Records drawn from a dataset
──────────

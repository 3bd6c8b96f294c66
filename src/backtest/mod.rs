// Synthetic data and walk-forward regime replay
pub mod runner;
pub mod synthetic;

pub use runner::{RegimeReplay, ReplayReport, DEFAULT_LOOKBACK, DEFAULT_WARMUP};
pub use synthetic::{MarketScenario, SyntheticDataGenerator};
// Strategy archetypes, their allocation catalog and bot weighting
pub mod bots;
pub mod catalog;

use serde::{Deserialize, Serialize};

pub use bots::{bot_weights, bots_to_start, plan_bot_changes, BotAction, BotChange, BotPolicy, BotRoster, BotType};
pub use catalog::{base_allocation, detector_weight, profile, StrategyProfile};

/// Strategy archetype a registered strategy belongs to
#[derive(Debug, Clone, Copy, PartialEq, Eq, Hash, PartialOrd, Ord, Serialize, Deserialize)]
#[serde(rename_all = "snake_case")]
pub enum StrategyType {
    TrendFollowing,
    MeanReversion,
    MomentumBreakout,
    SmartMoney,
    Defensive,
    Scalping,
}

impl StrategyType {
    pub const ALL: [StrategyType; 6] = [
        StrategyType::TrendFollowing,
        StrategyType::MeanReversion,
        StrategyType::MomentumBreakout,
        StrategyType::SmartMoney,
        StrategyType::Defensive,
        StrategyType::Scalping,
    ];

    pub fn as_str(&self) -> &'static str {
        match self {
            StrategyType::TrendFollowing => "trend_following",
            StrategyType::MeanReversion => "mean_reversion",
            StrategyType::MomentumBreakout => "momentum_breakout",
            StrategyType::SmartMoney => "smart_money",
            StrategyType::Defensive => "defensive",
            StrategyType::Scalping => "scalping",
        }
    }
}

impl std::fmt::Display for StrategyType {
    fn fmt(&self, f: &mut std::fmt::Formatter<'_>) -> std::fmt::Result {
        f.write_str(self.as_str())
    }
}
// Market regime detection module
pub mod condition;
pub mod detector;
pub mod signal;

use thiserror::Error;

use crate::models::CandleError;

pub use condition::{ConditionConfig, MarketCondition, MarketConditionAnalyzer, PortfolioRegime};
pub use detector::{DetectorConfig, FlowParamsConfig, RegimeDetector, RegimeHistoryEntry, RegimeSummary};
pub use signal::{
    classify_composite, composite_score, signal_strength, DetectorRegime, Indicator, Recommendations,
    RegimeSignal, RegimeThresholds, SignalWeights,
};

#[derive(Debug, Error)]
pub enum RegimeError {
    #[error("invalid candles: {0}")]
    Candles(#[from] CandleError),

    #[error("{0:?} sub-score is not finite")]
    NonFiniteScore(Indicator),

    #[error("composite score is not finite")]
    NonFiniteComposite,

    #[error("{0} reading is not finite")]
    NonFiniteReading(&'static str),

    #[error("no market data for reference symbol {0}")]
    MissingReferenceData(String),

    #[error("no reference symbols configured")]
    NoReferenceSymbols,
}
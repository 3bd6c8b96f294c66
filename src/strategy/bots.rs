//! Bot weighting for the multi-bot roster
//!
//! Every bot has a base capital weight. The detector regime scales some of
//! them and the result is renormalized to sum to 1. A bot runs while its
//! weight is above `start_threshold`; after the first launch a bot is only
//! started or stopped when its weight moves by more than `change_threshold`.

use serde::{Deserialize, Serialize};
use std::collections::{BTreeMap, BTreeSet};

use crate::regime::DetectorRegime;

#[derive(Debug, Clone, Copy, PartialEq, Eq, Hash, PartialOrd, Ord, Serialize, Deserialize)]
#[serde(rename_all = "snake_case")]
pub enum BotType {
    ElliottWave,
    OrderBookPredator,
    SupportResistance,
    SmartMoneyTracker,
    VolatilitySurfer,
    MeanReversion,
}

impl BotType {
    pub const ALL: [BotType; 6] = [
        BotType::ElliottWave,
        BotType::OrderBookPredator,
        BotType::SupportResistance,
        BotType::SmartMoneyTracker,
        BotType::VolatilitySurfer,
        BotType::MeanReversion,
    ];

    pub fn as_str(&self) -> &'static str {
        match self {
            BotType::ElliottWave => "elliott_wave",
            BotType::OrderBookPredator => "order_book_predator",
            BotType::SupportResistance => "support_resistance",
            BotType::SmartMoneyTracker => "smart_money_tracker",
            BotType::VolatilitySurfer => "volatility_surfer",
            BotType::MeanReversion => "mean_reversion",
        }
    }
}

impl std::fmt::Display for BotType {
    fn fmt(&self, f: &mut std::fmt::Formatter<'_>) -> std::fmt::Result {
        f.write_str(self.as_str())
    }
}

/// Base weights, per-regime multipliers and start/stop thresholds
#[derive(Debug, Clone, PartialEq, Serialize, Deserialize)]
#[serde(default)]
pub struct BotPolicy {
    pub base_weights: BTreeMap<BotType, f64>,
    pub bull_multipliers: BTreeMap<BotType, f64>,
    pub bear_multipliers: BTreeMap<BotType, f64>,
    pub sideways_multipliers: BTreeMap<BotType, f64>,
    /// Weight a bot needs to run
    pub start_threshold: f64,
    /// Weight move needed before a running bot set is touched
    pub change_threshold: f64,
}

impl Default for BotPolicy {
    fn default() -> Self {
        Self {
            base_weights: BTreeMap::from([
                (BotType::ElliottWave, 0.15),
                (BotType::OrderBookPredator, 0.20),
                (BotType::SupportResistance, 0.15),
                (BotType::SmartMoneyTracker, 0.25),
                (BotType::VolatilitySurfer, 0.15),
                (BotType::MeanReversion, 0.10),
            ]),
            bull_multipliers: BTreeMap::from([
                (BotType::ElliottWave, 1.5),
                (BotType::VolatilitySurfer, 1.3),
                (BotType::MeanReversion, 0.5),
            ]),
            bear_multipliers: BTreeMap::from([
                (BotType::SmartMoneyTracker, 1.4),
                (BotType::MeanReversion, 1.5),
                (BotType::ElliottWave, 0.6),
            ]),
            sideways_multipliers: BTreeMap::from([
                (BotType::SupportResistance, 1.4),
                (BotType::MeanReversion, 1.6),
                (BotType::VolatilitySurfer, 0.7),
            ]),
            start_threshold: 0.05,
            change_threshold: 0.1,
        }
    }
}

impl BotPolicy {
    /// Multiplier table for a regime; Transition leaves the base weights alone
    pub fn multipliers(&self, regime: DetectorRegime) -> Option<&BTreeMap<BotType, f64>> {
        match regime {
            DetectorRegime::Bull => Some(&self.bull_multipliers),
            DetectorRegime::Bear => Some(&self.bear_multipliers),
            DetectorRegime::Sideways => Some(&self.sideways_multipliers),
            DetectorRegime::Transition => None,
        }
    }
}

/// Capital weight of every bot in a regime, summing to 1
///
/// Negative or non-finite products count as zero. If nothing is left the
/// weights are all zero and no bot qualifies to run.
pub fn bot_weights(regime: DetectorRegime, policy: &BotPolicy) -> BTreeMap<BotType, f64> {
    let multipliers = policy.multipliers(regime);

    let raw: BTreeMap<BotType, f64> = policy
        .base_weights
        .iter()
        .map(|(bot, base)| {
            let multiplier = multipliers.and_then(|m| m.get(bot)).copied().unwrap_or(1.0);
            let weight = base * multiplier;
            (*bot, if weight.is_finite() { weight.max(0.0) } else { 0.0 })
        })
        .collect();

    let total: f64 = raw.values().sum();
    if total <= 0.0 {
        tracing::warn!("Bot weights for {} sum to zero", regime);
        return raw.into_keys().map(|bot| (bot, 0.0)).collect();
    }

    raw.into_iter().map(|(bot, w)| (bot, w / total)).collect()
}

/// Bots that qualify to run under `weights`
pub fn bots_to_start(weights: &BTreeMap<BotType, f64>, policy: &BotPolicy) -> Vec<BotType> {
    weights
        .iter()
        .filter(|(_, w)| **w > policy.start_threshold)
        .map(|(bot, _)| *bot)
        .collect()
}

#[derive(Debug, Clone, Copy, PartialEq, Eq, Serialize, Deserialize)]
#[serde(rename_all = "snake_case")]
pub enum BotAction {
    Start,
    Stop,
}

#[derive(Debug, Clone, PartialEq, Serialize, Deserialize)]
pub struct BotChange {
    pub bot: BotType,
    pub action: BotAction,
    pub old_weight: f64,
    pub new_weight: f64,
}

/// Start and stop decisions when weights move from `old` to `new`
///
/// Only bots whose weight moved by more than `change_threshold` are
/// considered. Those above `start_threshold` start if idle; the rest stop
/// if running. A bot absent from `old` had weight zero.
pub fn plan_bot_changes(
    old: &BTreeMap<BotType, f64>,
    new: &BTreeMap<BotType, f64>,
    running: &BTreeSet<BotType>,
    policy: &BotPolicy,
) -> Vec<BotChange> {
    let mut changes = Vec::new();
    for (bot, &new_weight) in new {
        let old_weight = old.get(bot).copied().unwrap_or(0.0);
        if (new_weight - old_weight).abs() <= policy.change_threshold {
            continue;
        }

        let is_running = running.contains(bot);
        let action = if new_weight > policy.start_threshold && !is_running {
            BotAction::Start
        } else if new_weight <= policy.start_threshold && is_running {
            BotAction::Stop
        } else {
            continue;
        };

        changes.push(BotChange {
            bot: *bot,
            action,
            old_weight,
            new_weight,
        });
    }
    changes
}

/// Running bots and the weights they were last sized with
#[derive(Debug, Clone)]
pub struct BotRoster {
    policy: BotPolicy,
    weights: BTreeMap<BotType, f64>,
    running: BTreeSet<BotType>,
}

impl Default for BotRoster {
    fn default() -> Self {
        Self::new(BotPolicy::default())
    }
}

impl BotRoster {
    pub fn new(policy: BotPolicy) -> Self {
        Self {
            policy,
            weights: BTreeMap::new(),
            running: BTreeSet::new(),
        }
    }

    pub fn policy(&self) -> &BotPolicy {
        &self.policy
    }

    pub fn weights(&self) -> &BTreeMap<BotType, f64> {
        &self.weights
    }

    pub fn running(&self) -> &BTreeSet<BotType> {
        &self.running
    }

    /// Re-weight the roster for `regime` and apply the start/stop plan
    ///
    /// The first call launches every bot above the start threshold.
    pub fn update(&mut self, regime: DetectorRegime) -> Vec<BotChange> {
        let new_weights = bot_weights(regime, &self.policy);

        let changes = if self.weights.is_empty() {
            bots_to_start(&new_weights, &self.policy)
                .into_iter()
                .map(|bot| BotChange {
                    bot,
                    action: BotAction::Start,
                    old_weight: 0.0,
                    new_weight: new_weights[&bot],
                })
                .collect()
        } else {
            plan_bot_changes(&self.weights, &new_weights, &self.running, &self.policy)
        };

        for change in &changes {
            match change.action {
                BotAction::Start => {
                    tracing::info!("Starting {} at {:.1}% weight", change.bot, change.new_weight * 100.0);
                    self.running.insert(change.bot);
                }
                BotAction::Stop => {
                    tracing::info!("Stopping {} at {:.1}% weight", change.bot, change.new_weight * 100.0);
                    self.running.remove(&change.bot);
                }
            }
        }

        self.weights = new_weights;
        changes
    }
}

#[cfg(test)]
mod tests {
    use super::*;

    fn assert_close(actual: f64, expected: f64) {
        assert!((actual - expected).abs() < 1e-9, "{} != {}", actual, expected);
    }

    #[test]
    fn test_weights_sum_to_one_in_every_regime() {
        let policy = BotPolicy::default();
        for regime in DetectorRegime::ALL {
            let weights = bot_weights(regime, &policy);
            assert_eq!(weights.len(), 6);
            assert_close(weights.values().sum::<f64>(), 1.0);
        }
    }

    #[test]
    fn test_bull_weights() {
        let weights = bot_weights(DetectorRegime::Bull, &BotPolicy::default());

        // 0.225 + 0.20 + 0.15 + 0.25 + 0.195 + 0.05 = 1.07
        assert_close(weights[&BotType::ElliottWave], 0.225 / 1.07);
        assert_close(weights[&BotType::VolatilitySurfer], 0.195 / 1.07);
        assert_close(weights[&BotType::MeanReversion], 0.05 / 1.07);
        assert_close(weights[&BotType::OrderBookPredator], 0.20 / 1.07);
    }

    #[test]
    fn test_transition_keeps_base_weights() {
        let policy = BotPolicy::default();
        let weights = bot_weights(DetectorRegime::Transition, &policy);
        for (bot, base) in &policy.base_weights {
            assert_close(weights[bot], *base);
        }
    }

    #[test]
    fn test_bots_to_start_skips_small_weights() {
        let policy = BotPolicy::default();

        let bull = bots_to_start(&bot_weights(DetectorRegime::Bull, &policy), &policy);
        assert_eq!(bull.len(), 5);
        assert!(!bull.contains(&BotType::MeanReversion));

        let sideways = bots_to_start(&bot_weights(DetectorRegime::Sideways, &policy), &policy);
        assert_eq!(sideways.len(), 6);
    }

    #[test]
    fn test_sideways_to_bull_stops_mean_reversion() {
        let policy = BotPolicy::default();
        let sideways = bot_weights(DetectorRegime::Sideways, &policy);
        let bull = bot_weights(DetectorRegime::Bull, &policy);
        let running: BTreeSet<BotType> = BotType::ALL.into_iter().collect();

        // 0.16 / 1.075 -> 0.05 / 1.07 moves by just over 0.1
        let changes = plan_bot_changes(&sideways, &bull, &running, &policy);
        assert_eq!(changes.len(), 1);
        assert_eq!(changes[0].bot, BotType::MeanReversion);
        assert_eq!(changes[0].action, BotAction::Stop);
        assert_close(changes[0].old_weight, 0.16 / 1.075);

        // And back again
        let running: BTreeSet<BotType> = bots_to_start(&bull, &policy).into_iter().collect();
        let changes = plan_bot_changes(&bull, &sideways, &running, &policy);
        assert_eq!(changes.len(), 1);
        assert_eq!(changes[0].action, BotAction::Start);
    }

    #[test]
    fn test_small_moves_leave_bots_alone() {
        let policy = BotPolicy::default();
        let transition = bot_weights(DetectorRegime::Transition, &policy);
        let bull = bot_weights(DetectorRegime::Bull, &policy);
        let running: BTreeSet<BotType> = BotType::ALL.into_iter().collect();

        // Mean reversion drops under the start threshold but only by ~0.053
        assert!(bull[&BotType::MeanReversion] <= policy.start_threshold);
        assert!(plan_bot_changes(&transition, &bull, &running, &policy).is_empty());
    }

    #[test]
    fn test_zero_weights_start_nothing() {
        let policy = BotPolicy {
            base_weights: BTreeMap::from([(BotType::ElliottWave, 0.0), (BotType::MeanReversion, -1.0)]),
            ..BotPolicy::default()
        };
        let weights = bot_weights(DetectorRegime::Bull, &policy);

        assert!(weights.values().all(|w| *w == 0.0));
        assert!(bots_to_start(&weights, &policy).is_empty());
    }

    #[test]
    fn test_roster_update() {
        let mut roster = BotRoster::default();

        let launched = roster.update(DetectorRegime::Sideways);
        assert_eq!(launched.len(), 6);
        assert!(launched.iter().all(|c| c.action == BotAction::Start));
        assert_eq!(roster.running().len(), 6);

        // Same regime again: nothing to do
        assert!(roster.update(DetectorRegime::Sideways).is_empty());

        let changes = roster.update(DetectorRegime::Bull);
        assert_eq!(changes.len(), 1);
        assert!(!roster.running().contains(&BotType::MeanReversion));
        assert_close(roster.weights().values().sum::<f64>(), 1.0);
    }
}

──────────

What the task requires: Find the word "expected" in the entries above, then copy each line that holds it.

Task solution:
    fn assert_close(actual: f64, expected: f64) {
        assert!((actual - expected).abs() < 1e-9, "{} != {}", actual, expected);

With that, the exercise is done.